Il y a quelque temps, la Première ministre britannique Theresa May s'est rendue en Jordanie pas seulement pour consolider les liens avec le roi, liens historiquement solides, mais surtout pour se rapprocher de "l'armée jordanienne"; d'où sa curieuse visite des frontières syro-jordaniennes.

Depuis 2011, l'armée jordanienne, qui était pourtant proche de l'armée syrienne avant la guerre de 2011, refuse de participer directement aux tentatives de renversement d'Assad. Désormais, cela pourrait ne plus être le cas, au regard des informations qui se succèdent sur un "plan B" américain destiné à lancer une violente offensive US/Israël/Jordanie contre le sud de la Syrie, offensive qui viserait à séparer la région de Deraa, limitrophe du Golan occupé et d'Israël, du reste de la Syrie. 

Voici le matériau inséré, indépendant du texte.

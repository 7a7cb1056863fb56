//! Two-pass thermal / non-thermal decomposition.

use serde::Serialize;

use super::thermal::{fit_thermal_core_with, ThermalFitOptions};
use super::{check_lengths, FitError};

#[derive(Debug, Clone, PartialEq, Serialize)]
pub struct Decomposition {
    /// Maxwellian fitted to the full spectrum.
    pub thermal: Vec<f64>,
    /// `flux - thermal`
    pub nonthermal: Vec<f64>,
    /// Maxwellian fitted to `nonthermal`.
    pub secondary_thermal: Vec<f64>,
    /// `nonthermal - secondary_thermal`
    pub secondary_nonthermal: Vec<f64>,
}

pub fn decompose(energy: &[f64], flux: &[f64]) -> Result<Decomposition, FitError> {
    decompose_with(energy, flux, &ThermalFitOptions::default())
}

/// Fit, subtract, and repeat exactly once on the remainder.
pub fn decompose_with(
    energy: &[f64],
    flux: &[f64],
    options: &ThermalFitOptions,
) -> Result<Decomposition, FitError> {
    check_lengths(energy, flux)?;
    let thermal = fit_thermal_core_with(energy, flux, options)?.flux;
    let nonthermal = subtract(flux, &thermal);
    let secondary_thermal = fit_thermal_core_with(energy, &nonthermal, options)?.flux;
    let secondary_nonthermal = subtract(&nonthermal, &secondary_thermal);

    Ok(Decomposition {
        thermal,
        nonthermal,
        secondary_thermal,
        secondary_nonthermal,
    })
}

fn subtract(a: &[f64], b: &[f64]) -> Vec<f64> {
    a.iter().zip(b).map(|(x, y)| x - y).collect()
}
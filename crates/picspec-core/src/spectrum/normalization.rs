//! Spectrum normalization and thermal reference energies.

use picspec_io::Species;
use serde::Serialize;

use super::accumulate::accumulate;
use super::assert_lengths;
use super::thermal::maxwellian;
use crate::types::SimulationDescriptor;

/// Factor a raw spectrum is divided by: the initial particle count of one
/// species, weighted by particle mass.
#[derive(Debug, Clone, Copy, PartialEq, Serialize)]
pub struct SpectrumNormalization {
    pub species: Species,
    /// `nx * ny * nz * nppc`
    pub particles: f64,
    /// 1 for electrons, `mime` for ions.
    pub mass: f64,
}

impl SpectrumNormalization {
    pub fn new(descriptor: &SimulationDescriptor, species: Species) -> Self {
        Self {
            species,
            particles: descriptor.particles_per_species(),
            mass: species.mass(descriptor.mime),
        }
    }

    pub fn factor(&self) -> f64 {
        self.particles * self.mass
    }
}

/// Kinetic energy (units of `m c²`) of a particle at thermal speed `vth`:
/// `1 / sqrt(1 - 3 vth²) - 1`.
pub fn thermal_energy(vth: f64) -> f64 {
    1.0 / (1.0 - 3.0 * vth * vth).sqrt() - 1.0
}

/// Energy bins in units of the species' initial thermal energy.
pub fn normalized_energy(
    species: Species,
    energy: &[f64],
    descriptor: &SimulationDescriptor,
) -> Vec<f64> {
    let eth = thermal_energy(descriptor.vth(species));
    energy.iter().map(|e| e / eth).collect()
}

/// Initial Maxwellian `fnorm sqrt(E) exp(-1.5 E / eth)`, divided by its own
/// accumulated particle count so that it integrates to one.
pub fn initial_maxwellian(energy: &[f64], fnorm: f64, eth: f64) -> Vec<f64> {
    let f = maxwellian(energy, fnorm, 1.5 / eth);
    let total = accumulate(energy, &f).total_count();
    f.into_iter().map(|v| v / total).collect()
}

/// Energy of the highest bin with non-zero flux.
///
/// # Panics
///
/// If `energy` and `flux` differ in length.
pub fn maximum_energy(energy: &[f64], flux: &[f64]) -> Option<f64> {
    assert_lengths(energy, flux);
    flux.iter().rposition(|&f| f != 0.0).map(|i| energy[i])
}
//! Summing velocity histograms over the particle files of a rank block.

use std::path::PathBuf;

use picspec_compute::{ComputeBackend, ComputeError, TaskError};
use picspec_io::formats::particle::{particle_file_path, read_particle_file};
use picspec_io::DecodeError;

use super::histogram::velocity_histograms;
use super::region::RankBlock;
use super::{BinningError, VelocityHistograms};
use crate::types::{Corners, SimulationDescriptor};

/// Where the per-rank particle files of one output step live.
#[derive(Debug, Clone)]
pub struct ParticleSource {
    /// Run directory containing `particle/`.
    pub base_dir: PathBuf,
    /// File prefix such as `e` or `h`.
    pub prefix: String,
    pub step: u64,
}

impl ParticleSource {
    pub fn new(base_dir: impl Into<PathBuf>, prefix: impl Into<String>, step: u64) -> Self {
        Self {
            base_dir: base_dir.into(),
            prefix: prefix.into(),
            step,
        }
    }

    pub fn path(&self, rank: usize) -> PathBuf {
        particle_file_path(&self.base_dir, &self.prefix, self.step, rank)
    }
}

/// Decode every file of `ranks` and sum their velocity histograms.
///
/// `corners` are in de. The result is independent of the order in which the
/// backend visits the files. A decode failure in any file aborts the whole
/// query.
pub fn aggregate_velocity_histograms(
    source: &ParticleSource,
    ranks: &RankBlock,
    descriptor: &SimulationDescriptor,
    corners: &Corners,
    nbins: usize,
    backend: &dyn ComputeBackend,
) -> Result<VelocityHistograms, BinningError> {
    if nbins == 0 {
        return Err(BinningError::InvalidBins("nbins must be positive".into()));
    }

    let rank_ids = ranks.ranks(descriptor);
    log::info!(
        "Aggregating {} particle files for step {} on {}",
        rank_ids.len(),
        source.step,
        backend.device_info().name
    );

    let task = |i: usize| -> Result<ndarray::Array3<f64>, TaskError> {
        let rank = rank_ids[i];
        let file = read_particle_file(&source.path(rank))?;
        let hist = velocity_histograms(&file.header, &file.particles, descriptor, corners, nbins)?;
        Ok(hist.to_stacked())
    };

    let stacked = backend
        .parallel_sum((3, nbins, nbins), rank_ids.len(), &task)
        .map_err(unwrap_task_error)?;
    let hist = VelocityHistograms::from_stacked(&stacked)?;

    log::info!("Binned {} particles", hist.total());
    Ok(hist)
}

/// Surface decode failures from a task as [`BinningError::Decode`].
fn unwrap_task_error(err: ComputeError) -> BinningError {
    match err {
        ComputeError::TaskFailed { task, source } => match source.downcast::<DecodeError>() {
            Ok(decode) => BinningError::Decode(*decode),
            Err(source) => match source.downcast::<BinningError>() {
                Ok(binning) => *binning,
                Err(source) => BinningError::Compute(ComputeError::TaskFailed { task, source }),
            },
        },
        other => BinningError::Compute(other),
    }
}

Riyad fait d'ailleurs feu de tout bois pour accélérer le basculement d'Amman dans le camp anti-syrien: son ministre des Affaires étrangères ne cesse d'assurer Amman que le dernier membre du G7 à refuser encore le renversement d'Assad finira par céder aux pressions de Washington. "L'Allemagne résiste encore mais elle va finir, elle-aussi, par s'adapter à la logique marchande de Trump et par renoncer à soutenir le maintien d'Assad", a dit al-Joubeir à ses amis jordaniens. 

La Jordanie compte surtout sur la perspective très alléchante qu'offre "la reconstruction de la Syrie", tombée en ruine à la faveur de plus de six ans de guerre totale menée par les USA et leurs alliés. Amman sait que les pays européens, tous empêtrés dans la crise économique, voient à travers la Syrie une aubaine pour booster leurs secteurs économiques en mal d'activité.

C'est pour cette raison que la Jordanie a fondé d'ores et déjà un organisme chargé de suivre "le processus de la reconstruction en Syrie". Pour les Jordaniens, Trump a baissé le niveau de la gestion de la crise syrienne à un "projet d'investissement suivant le facteur démographique" et la présence de l'Iran et de l'Irak dans ce dossier ne fait que prévaloir aux yeux du président US l'aspect "démographique du dossier". 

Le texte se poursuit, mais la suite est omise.